[Saved data entries]
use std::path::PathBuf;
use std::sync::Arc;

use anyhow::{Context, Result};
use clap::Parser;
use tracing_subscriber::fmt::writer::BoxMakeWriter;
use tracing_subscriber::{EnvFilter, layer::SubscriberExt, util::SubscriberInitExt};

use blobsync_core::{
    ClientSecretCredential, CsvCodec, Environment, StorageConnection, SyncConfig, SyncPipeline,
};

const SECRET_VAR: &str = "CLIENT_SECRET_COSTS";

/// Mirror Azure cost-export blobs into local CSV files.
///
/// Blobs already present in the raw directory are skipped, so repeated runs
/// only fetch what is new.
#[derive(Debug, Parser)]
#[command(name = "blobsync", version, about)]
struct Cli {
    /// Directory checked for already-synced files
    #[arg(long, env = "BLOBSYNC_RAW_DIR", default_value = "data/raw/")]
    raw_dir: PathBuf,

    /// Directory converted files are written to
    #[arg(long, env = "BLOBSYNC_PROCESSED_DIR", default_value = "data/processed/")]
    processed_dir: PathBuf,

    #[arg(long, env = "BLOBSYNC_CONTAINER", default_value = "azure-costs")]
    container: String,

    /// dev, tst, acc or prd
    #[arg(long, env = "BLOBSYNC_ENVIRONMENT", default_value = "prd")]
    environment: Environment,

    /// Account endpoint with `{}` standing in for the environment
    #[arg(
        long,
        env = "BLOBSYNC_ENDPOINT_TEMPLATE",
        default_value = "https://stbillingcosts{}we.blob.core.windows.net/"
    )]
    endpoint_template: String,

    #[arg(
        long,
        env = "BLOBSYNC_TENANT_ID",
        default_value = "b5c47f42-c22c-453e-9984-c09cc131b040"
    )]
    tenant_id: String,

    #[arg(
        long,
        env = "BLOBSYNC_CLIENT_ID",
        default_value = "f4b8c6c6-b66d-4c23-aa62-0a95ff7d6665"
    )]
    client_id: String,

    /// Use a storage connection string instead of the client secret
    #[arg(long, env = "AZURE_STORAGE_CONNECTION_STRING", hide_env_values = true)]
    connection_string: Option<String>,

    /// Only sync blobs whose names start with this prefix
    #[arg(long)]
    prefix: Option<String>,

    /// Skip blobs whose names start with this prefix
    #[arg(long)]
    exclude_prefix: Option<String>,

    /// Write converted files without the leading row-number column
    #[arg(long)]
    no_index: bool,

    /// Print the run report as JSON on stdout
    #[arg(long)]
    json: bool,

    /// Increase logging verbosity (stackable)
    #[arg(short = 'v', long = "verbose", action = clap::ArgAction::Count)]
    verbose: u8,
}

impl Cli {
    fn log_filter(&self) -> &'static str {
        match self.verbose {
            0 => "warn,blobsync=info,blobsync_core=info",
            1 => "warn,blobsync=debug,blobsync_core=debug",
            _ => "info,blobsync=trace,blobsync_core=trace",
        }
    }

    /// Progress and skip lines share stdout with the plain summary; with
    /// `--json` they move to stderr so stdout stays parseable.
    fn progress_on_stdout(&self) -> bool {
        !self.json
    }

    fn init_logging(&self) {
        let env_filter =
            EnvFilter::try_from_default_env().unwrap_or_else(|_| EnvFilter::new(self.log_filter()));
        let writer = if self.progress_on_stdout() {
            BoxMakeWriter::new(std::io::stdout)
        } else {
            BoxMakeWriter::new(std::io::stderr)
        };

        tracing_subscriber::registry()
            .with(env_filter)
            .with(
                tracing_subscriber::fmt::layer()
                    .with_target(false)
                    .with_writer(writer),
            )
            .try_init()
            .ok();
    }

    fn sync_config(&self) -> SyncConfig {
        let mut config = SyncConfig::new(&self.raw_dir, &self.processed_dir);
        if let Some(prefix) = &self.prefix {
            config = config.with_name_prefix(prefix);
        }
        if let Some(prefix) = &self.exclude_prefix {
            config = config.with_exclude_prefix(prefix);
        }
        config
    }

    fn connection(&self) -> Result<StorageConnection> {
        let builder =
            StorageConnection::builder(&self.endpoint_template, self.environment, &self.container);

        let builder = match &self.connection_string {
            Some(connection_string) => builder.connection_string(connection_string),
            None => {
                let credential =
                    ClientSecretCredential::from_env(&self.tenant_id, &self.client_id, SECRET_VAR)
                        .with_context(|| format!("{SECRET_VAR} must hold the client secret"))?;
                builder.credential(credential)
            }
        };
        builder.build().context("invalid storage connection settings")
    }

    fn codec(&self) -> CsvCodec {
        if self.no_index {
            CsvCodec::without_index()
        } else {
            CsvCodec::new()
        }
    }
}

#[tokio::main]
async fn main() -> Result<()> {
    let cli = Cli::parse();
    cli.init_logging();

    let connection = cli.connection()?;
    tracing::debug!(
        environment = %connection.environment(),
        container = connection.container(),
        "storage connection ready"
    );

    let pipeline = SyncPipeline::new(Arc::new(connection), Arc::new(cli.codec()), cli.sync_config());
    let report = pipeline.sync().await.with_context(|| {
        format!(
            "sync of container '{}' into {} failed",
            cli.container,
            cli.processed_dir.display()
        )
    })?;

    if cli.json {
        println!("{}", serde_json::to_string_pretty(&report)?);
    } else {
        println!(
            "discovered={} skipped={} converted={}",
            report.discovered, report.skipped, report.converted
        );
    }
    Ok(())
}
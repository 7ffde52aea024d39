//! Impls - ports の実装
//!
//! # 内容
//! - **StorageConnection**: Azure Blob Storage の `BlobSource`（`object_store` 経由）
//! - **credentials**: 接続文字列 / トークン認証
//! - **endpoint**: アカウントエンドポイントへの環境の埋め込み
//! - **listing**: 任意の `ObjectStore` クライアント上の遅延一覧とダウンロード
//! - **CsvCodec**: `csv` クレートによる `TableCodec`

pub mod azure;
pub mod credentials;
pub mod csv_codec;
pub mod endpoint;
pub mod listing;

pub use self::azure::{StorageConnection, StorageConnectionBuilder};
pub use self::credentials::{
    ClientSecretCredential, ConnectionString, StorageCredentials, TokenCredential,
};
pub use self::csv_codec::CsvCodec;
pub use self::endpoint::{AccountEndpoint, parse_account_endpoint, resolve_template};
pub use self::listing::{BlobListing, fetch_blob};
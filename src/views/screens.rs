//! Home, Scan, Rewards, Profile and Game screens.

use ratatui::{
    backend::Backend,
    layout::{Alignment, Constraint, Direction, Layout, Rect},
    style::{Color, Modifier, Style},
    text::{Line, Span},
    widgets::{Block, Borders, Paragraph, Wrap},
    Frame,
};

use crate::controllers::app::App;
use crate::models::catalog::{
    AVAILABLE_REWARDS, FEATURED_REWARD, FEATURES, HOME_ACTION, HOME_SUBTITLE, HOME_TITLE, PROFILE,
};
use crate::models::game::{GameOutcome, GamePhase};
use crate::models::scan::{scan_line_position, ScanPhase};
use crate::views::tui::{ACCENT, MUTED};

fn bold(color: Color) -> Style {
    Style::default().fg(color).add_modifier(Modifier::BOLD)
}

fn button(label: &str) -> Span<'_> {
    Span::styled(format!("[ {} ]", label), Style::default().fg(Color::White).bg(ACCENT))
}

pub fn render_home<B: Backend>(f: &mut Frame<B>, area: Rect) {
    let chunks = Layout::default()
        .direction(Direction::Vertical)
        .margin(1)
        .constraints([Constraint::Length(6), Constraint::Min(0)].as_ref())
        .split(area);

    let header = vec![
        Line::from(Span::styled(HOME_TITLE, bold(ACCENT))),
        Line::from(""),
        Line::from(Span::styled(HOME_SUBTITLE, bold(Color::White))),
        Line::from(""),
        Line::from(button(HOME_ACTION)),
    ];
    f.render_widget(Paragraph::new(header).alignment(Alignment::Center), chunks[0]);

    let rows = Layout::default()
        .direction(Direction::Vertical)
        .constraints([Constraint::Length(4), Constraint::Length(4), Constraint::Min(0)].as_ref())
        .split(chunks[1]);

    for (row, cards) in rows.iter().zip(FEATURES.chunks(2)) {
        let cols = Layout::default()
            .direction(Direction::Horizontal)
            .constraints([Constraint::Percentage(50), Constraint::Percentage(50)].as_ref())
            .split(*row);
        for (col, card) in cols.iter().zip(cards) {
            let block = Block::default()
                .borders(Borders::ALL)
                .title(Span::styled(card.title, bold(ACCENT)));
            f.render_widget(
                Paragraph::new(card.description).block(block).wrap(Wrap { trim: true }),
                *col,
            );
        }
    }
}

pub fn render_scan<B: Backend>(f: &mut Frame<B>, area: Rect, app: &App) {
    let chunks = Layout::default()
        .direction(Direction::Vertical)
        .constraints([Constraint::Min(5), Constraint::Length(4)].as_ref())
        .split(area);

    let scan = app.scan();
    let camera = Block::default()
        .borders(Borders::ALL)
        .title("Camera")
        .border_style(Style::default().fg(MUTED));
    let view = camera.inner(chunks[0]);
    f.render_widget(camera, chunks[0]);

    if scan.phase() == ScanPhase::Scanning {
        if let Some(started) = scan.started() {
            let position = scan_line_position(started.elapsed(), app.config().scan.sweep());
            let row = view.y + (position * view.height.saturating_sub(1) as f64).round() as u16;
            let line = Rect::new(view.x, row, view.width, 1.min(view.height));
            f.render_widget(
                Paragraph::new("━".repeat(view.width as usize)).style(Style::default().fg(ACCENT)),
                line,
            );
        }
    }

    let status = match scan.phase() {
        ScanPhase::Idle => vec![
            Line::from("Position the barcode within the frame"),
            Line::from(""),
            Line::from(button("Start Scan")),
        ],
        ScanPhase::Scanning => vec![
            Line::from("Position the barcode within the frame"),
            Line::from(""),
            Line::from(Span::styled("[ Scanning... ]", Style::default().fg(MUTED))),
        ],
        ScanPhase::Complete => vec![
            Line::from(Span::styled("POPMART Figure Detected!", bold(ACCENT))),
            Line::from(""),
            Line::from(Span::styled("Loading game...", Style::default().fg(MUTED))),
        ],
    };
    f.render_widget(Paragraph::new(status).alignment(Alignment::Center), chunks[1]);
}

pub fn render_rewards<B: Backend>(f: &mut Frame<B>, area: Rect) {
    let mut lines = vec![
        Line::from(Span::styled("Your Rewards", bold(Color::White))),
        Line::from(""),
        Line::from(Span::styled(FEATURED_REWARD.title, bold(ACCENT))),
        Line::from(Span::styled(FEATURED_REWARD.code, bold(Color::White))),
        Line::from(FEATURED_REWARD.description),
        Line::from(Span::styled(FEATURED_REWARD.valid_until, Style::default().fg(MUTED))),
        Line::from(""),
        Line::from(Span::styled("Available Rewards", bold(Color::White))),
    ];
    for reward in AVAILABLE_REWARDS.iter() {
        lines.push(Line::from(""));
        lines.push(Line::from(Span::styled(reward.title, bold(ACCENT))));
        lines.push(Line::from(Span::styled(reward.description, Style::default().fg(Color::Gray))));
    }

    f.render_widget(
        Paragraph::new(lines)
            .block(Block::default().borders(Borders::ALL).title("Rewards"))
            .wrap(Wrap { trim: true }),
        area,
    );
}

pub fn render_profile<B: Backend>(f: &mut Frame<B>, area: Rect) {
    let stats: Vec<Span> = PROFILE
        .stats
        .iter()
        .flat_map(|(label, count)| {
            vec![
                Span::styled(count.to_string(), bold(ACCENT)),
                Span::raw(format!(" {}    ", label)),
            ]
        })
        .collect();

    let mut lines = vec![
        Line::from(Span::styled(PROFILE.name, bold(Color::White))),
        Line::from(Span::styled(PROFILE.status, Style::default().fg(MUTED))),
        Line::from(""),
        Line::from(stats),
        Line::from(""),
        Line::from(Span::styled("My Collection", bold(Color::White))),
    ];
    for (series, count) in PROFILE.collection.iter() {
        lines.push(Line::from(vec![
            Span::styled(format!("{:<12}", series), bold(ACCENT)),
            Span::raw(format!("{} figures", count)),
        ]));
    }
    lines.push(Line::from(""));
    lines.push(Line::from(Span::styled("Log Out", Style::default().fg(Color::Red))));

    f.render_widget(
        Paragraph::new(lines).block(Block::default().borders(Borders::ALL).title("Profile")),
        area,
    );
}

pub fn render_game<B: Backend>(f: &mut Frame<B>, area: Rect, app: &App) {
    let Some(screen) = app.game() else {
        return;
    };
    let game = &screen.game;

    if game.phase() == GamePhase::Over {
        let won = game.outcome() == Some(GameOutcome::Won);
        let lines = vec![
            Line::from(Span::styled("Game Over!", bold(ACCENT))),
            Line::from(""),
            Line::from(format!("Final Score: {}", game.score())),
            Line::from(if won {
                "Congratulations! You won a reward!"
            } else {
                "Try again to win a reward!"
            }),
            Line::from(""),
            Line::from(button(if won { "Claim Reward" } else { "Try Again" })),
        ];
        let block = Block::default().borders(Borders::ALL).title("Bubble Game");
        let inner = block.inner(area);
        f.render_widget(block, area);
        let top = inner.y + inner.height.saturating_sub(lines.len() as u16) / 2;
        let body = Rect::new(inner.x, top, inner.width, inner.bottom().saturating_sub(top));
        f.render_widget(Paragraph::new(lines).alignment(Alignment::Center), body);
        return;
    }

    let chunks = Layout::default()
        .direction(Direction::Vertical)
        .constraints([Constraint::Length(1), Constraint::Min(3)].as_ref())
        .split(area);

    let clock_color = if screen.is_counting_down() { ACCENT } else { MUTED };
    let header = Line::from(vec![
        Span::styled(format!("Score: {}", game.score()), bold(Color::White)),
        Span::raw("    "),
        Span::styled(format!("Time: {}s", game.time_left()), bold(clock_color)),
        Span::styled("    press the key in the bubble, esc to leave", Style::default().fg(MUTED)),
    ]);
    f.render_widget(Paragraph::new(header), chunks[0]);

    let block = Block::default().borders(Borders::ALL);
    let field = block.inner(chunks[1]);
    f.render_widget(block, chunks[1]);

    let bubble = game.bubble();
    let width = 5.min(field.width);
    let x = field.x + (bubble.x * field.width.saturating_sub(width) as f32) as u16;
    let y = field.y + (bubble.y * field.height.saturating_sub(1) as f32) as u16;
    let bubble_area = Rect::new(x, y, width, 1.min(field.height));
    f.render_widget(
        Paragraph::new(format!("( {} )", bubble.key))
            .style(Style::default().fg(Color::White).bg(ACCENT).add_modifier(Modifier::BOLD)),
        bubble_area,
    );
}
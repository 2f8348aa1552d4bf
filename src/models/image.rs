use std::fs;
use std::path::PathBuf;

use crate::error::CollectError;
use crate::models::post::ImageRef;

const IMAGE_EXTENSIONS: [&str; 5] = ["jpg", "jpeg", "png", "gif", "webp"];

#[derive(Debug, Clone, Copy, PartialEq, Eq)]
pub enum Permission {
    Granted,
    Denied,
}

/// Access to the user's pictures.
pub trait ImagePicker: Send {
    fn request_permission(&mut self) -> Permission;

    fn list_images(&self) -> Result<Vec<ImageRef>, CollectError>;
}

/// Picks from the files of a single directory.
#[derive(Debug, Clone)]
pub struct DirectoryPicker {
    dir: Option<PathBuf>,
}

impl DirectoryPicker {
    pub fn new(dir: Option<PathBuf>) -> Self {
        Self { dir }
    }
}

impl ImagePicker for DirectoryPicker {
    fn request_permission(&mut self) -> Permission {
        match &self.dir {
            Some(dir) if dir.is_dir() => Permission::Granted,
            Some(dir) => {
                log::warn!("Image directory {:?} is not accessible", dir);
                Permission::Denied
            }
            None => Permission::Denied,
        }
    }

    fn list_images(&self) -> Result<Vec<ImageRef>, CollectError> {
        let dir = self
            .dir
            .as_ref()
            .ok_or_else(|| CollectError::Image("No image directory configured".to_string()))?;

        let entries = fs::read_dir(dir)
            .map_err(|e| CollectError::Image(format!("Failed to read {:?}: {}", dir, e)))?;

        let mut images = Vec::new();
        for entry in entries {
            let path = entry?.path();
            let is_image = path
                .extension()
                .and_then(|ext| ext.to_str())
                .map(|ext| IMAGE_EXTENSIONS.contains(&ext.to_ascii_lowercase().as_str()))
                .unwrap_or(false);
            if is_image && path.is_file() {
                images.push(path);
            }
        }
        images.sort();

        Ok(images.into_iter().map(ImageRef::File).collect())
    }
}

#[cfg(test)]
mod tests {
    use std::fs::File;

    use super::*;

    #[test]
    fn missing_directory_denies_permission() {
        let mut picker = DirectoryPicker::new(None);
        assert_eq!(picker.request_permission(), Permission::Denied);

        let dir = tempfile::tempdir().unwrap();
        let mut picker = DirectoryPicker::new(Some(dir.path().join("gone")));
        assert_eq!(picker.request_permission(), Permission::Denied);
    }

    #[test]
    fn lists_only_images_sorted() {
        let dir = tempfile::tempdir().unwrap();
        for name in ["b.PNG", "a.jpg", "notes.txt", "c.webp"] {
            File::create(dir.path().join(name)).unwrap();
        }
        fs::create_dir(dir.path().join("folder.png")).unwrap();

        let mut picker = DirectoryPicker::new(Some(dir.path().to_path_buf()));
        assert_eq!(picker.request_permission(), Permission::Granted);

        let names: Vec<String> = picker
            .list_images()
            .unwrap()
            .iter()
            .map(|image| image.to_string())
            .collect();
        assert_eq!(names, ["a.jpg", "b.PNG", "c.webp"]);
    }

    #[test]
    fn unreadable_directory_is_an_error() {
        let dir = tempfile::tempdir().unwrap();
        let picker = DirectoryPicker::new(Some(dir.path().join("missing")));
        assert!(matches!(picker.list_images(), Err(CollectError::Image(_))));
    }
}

(Task requirements): From the records above, print exactly the lines that run from the line with "config = config.with_exclude_prefix(prefix);" to the line with "async fn main()", inclusive.

(Task response):
            config = config.with_exclude_prefix(prefix);
        }
        config
    }

    fn connection(&self) -> Result<StorageConnection> {
        let builder =
            StorageConnection::builder(&self.endpoint_template, self.environment, &self.container);

        let builder = match &self.connection_string {
            Some(connection_string) => builder.connection_string(connection_string),
            None => {
                let credential =
                    ClientSecretCredential::from_env(&self.tenant_id, &self.client_id, SECRET_VAR)
                        .with_context(|| format!("{SECRET_VAR} must hold the client secret"))?;
                builder.credential(credential)
            }
        };
        builder.build().context("invalid storage connection settings")
    }

    fn codec(&self) -> CsvCodec {
        if self.no_index {
            CsvCodec::without_index()
        } else {
            CsvCodec::new()
        }
    }
}

#[tokio::main]
async fn main() -> Result<()> {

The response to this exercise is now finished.